··· Data to process

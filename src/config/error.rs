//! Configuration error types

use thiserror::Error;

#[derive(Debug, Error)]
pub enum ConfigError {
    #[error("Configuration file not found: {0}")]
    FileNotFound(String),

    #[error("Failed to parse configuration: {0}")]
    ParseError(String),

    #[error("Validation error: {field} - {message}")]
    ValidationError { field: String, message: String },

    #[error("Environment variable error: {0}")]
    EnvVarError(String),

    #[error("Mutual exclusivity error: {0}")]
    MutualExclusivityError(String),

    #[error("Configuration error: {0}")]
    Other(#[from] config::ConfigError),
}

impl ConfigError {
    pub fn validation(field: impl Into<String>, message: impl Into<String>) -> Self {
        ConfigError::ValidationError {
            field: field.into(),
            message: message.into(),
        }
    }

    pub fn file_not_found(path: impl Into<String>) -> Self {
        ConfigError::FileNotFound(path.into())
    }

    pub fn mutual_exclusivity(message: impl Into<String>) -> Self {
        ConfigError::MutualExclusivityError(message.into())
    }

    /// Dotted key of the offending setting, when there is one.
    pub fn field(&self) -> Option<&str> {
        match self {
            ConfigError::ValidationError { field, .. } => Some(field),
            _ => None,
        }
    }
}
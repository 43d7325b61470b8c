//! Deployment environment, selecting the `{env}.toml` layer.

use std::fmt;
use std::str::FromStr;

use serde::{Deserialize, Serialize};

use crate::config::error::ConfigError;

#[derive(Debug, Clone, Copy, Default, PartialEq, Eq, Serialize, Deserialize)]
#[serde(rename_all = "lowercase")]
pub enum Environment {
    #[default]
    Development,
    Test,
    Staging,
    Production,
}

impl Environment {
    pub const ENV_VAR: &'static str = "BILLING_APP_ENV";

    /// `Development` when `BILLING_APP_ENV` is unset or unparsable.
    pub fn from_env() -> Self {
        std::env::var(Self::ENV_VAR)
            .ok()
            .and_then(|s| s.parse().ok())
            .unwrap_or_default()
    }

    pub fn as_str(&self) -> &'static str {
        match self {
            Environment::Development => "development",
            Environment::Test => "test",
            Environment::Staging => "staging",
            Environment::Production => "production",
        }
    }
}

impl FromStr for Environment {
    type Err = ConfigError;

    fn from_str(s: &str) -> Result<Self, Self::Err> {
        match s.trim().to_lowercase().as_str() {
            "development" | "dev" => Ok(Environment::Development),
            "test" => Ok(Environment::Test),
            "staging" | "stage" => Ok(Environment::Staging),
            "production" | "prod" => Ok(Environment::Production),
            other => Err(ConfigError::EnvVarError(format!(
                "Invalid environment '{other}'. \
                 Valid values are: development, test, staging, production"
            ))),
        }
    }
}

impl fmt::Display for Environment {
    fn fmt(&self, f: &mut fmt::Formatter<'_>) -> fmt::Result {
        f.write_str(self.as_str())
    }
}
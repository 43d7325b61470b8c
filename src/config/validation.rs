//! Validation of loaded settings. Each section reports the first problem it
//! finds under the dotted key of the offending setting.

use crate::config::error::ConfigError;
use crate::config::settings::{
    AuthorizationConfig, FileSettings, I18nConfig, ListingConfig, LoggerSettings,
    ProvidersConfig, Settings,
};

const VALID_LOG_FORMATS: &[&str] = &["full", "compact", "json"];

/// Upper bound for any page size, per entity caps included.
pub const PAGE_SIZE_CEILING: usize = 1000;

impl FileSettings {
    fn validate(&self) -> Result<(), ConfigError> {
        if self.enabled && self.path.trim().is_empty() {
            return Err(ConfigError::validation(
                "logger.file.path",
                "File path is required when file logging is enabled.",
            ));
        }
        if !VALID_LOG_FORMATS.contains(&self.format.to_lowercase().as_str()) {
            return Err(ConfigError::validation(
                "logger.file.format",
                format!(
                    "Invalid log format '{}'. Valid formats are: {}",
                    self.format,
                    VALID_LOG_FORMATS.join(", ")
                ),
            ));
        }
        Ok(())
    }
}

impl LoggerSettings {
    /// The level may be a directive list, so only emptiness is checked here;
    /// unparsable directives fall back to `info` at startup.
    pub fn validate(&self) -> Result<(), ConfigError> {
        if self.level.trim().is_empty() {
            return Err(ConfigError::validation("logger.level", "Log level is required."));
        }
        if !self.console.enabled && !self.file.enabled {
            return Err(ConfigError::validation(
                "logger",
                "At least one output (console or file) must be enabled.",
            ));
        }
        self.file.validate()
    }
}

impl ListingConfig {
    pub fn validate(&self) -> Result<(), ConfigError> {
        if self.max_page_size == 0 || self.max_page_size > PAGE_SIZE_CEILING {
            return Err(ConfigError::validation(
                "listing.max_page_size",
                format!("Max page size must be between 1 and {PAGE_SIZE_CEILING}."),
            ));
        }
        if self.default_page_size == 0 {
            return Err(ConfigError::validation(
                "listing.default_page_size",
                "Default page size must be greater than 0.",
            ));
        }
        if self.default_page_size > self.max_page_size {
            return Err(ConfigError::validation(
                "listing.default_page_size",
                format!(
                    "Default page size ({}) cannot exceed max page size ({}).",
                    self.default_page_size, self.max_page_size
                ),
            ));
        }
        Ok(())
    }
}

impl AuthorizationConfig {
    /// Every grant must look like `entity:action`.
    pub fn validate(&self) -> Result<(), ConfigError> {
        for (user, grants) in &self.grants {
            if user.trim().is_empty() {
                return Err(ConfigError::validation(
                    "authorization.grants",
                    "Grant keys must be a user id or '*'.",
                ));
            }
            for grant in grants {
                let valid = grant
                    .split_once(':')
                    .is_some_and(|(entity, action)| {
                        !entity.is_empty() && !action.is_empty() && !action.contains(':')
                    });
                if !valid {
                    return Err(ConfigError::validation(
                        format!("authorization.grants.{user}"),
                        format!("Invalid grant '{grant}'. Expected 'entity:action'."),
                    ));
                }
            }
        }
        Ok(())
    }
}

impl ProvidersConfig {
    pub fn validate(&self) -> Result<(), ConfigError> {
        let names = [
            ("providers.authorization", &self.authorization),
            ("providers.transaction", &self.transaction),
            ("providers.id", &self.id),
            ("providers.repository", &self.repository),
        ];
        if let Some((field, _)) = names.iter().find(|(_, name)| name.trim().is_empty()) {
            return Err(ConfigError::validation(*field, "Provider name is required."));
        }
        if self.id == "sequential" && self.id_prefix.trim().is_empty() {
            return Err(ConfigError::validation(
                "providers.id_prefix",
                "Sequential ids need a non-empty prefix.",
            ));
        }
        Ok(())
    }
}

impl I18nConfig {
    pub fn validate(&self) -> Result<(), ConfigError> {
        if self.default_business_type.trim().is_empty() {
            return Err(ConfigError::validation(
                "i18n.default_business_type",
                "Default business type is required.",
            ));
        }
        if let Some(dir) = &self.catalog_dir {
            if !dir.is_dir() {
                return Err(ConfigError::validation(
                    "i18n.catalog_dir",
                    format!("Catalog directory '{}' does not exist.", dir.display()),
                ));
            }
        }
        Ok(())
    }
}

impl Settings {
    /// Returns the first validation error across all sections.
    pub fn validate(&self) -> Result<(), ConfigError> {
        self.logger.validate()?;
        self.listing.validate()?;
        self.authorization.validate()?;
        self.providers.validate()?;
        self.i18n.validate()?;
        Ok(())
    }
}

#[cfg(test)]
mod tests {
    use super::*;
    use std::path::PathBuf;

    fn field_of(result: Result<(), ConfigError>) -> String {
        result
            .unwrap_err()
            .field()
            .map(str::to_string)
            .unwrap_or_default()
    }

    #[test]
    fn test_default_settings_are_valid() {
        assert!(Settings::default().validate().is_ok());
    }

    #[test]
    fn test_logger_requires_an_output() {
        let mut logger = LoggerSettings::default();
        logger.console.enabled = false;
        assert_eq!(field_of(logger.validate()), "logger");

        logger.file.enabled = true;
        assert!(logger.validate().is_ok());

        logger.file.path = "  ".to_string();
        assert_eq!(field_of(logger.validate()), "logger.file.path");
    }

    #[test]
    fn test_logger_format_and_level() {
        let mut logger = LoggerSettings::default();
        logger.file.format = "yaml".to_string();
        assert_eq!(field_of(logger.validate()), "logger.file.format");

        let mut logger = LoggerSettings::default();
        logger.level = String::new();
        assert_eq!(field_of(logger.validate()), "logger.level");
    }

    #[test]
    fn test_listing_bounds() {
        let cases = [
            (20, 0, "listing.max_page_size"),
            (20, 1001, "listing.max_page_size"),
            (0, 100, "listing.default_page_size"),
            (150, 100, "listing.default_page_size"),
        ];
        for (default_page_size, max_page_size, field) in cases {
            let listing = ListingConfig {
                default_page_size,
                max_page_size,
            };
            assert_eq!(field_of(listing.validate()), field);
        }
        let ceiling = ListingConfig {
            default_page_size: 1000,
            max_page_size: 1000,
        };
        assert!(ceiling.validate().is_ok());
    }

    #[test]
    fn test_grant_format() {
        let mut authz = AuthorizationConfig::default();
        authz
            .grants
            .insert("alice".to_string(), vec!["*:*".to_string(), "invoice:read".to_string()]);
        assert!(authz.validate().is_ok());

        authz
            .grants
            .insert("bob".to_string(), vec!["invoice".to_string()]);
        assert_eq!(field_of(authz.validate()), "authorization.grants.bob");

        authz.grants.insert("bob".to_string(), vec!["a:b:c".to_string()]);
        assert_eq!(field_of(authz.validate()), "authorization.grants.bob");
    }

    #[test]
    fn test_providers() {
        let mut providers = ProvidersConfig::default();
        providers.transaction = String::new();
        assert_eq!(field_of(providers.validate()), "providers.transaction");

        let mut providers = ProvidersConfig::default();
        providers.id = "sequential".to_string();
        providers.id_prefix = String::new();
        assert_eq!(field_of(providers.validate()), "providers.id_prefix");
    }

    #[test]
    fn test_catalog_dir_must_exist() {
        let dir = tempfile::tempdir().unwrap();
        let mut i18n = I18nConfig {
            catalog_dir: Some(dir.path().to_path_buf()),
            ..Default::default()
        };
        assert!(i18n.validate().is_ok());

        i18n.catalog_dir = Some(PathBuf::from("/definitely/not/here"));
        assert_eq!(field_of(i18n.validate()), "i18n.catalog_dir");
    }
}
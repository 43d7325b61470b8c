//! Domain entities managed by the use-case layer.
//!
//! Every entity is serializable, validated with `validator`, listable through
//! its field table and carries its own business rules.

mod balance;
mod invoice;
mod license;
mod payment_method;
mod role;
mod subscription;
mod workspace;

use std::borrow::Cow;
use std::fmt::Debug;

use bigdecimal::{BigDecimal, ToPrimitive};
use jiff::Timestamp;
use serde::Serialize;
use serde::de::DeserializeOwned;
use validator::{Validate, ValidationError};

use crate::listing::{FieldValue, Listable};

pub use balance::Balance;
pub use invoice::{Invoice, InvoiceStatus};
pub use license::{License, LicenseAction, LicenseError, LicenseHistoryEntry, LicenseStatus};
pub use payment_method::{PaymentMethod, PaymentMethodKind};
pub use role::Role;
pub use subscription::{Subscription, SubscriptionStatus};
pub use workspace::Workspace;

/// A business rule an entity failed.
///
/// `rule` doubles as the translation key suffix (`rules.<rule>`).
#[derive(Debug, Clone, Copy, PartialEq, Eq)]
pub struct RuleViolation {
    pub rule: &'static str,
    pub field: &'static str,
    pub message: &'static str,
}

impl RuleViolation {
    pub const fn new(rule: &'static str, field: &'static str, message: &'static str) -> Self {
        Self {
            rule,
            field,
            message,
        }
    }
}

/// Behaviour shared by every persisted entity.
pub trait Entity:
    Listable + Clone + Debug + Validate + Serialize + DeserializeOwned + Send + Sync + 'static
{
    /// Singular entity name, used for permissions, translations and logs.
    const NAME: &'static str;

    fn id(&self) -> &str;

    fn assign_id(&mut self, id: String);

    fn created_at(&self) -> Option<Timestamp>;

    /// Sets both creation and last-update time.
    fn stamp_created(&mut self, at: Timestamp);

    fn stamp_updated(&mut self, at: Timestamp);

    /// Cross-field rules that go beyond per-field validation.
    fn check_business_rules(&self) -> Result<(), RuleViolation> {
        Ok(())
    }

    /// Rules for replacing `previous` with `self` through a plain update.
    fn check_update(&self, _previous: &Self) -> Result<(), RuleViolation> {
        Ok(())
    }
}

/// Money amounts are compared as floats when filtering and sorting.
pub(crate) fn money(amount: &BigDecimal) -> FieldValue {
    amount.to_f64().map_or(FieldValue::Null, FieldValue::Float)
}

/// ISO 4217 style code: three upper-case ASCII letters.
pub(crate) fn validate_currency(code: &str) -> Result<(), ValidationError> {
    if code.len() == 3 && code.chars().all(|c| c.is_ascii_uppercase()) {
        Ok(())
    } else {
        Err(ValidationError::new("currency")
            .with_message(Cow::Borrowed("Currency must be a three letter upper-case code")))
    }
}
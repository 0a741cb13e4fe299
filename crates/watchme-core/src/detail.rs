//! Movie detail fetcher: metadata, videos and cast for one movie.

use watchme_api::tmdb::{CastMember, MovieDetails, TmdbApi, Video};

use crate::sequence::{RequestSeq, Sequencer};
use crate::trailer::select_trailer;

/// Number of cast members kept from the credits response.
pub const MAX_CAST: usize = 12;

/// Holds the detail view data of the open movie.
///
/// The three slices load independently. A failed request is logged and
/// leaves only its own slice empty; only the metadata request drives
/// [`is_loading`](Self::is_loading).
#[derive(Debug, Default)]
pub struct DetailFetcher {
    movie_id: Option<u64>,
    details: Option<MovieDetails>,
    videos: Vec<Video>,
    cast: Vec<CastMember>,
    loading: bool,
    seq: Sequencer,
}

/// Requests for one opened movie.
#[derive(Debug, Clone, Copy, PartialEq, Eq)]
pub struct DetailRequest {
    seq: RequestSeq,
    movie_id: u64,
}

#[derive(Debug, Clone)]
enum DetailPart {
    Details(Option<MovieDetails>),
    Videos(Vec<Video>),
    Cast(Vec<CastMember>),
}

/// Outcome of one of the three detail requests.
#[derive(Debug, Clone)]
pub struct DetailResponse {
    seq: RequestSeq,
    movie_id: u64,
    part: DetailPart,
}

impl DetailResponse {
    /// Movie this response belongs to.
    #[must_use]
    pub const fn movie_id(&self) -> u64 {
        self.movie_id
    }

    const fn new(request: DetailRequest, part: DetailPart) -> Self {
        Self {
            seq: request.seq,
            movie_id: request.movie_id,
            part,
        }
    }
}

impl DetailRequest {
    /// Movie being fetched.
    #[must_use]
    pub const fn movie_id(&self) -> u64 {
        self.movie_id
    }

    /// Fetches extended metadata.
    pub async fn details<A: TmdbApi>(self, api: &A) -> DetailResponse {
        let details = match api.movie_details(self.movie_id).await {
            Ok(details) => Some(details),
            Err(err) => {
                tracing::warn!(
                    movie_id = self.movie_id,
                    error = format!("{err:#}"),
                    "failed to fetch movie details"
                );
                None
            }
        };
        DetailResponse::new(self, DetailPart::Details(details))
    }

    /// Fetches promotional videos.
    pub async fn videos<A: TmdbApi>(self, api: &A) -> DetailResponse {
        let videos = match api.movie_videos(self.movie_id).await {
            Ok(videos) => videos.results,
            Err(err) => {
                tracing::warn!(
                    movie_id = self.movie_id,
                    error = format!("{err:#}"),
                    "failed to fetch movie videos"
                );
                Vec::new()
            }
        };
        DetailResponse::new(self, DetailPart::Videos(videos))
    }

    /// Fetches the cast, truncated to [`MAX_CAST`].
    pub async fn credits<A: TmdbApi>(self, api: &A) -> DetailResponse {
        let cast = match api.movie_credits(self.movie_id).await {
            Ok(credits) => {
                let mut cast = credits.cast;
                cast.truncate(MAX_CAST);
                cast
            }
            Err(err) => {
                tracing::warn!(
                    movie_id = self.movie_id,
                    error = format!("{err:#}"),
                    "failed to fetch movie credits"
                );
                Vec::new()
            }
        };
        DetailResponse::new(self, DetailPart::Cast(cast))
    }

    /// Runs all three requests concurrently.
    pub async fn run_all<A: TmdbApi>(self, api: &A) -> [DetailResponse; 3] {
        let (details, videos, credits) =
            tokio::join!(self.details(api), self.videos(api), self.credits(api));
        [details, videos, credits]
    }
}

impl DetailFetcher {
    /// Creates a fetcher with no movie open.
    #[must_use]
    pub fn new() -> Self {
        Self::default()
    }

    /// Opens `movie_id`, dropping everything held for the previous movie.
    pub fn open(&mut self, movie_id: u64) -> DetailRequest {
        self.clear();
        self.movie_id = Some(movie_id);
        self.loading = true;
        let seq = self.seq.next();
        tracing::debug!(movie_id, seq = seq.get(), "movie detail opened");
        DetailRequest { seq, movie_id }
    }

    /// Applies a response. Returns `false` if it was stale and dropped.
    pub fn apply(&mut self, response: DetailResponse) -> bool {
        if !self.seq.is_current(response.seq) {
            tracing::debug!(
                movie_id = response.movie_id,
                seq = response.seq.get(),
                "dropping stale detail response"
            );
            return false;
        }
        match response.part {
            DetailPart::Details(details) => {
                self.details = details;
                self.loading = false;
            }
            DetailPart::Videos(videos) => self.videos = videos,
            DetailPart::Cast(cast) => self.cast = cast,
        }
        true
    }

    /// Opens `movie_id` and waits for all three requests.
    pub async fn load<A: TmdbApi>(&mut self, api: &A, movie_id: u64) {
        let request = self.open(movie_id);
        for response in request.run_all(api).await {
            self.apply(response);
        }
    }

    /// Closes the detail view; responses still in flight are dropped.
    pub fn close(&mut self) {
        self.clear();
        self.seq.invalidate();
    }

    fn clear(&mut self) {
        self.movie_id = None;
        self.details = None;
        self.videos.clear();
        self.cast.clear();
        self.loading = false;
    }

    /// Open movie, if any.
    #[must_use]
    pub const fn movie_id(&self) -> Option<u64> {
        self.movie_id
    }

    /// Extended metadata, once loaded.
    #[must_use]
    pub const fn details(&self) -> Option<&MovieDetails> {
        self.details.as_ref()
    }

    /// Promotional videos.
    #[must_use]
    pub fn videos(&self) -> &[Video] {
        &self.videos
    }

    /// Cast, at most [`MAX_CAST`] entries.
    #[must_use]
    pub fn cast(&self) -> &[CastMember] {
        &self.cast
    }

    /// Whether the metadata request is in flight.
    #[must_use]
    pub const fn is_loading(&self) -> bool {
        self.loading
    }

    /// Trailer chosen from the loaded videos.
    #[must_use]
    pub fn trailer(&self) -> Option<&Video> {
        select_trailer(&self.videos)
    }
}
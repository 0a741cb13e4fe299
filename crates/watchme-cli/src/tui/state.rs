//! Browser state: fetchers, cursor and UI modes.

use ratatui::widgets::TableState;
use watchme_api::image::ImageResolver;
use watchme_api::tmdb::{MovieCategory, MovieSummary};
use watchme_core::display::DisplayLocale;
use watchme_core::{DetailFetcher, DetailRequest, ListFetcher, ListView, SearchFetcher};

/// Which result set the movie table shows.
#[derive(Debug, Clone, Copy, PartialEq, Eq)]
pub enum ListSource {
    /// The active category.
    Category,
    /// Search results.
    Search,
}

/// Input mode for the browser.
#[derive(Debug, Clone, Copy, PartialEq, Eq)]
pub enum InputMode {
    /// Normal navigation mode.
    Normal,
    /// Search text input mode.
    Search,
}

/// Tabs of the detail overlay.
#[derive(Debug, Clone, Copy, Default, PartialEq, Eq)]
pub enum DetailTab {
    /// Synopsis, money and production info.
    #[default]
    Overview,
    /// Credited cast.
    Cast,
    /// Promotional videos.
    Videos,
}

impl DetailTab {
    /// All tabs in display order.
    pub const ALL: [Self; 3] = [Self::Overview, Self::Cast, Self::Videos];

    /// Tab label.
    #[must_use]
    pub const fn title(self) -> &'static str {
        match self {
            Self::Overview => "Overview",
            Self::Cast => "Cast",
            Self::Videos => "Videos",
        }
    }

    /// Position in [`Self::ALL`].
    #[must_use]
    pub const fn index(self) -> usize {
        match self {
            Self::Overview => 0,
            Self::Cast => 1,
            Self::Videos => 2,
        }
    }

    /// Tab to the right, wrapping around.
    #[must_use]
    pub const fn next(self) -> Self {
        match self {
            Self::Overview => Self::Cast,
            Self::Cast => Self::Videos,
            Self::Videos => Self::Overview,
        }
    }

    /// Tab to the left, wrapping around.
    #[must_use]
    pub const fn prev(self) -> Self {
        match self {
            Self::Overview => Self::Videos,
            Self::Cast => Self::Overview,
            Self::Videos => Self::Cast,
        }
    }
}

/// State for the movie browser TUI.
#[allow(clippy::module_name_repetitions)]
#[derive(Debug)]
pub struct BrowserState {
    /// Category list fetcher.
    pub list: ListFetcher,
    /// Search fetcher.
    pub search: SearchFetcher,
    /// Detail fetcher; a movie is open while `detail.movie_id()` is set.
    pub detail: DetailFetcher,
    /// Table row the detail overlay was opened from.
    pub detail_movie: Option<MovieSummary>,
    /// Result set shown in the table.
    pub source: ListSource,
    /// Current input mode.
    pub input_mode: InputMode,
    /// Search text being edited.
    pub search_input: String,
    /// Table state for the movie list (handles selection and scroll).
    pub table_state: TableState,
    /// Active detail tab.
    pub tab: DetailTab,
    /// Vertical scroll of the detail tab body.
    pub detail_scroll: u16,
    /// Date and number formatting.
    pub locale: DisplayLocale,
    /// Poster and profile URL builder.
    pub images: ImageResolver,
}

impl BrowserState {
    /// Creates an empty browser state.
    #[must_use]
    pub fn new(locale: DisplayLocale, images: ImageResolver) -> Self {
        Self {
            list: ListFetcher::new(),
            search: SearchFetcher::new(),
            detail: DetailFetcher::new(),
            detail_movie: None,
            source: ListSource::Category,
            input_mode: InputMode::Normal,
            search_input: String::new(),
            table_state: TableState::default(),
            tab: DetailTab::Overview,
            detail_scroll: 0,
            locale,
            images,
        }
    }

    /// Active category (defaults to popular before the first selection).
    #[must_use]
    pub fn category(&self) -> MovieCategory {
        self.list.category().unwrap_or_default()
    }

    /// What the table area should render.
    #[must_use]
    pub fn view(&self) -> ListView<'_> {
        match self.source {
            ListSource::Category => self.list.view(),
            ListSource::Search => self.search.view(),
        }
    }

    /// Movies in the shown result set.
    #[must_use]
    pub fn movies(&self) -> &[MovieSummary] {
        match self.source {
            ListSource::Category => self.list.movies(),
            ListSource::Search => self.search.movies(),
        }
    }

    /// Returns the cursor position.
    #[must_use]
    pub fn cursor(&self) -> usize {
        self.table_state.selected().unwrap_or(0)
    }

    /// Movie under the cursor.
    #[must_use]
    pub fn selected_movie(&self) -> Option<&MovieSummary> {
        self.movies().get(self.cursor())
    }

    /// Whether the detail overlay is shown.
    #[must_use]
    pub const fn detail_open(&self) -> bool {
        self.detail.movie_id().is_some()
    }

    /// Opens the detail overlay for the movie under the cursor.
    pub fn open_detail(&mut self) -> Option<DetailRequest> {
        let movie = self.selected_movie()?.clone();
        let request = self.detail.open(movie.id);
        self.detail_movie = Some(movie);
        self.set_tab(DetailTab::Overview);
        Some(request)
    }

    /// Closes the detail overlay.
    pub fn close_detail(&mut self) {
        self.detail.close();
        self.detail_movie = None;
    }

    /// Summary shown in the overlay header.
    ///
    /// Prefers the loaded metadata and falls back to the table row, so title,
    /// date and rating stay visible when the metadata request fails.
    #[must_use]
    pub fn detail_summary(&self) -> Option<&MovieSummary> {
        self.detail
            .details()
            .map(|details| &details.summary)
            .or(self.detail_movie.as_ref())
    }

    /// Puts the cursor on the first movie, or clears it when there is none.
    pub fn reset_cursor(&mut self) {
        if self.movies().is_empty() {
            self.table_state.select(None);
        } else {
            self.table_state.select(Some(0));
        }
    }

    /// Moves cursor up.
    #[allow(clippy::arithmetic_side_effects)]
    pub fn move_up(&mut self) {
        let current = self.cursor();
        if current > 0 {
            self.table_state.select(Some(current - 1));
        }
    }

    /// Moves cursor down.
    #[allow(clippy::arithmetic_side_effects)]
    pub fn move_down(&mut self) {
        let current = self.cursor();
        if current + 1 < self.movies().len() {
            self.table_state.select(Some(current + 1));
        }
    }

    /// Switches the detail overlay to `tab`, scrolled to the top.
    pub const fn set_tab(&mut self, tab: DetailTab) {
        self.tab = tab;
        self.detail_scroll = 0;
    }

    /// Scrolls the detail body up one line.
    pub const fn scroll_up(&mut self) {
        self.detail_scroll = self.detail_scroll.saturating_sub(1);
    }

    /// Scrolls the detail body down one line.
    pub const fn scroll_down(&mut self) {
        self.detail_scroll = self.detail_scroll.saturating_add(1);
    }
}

······

What to do
Scan the lines above for "pub fn reset_cursor(&mut" and for "Moves cursor up.". Repeat exactly the line holding each of them and every line in between.

Exercise answer
    pub fn reset_cursor(&mut self) {
        if self.movies().is_empty() {
            self.table_state.select(None);
        } else {
            self.table_state.select(Some(0));
        }
    }

    /// Moves cursor up.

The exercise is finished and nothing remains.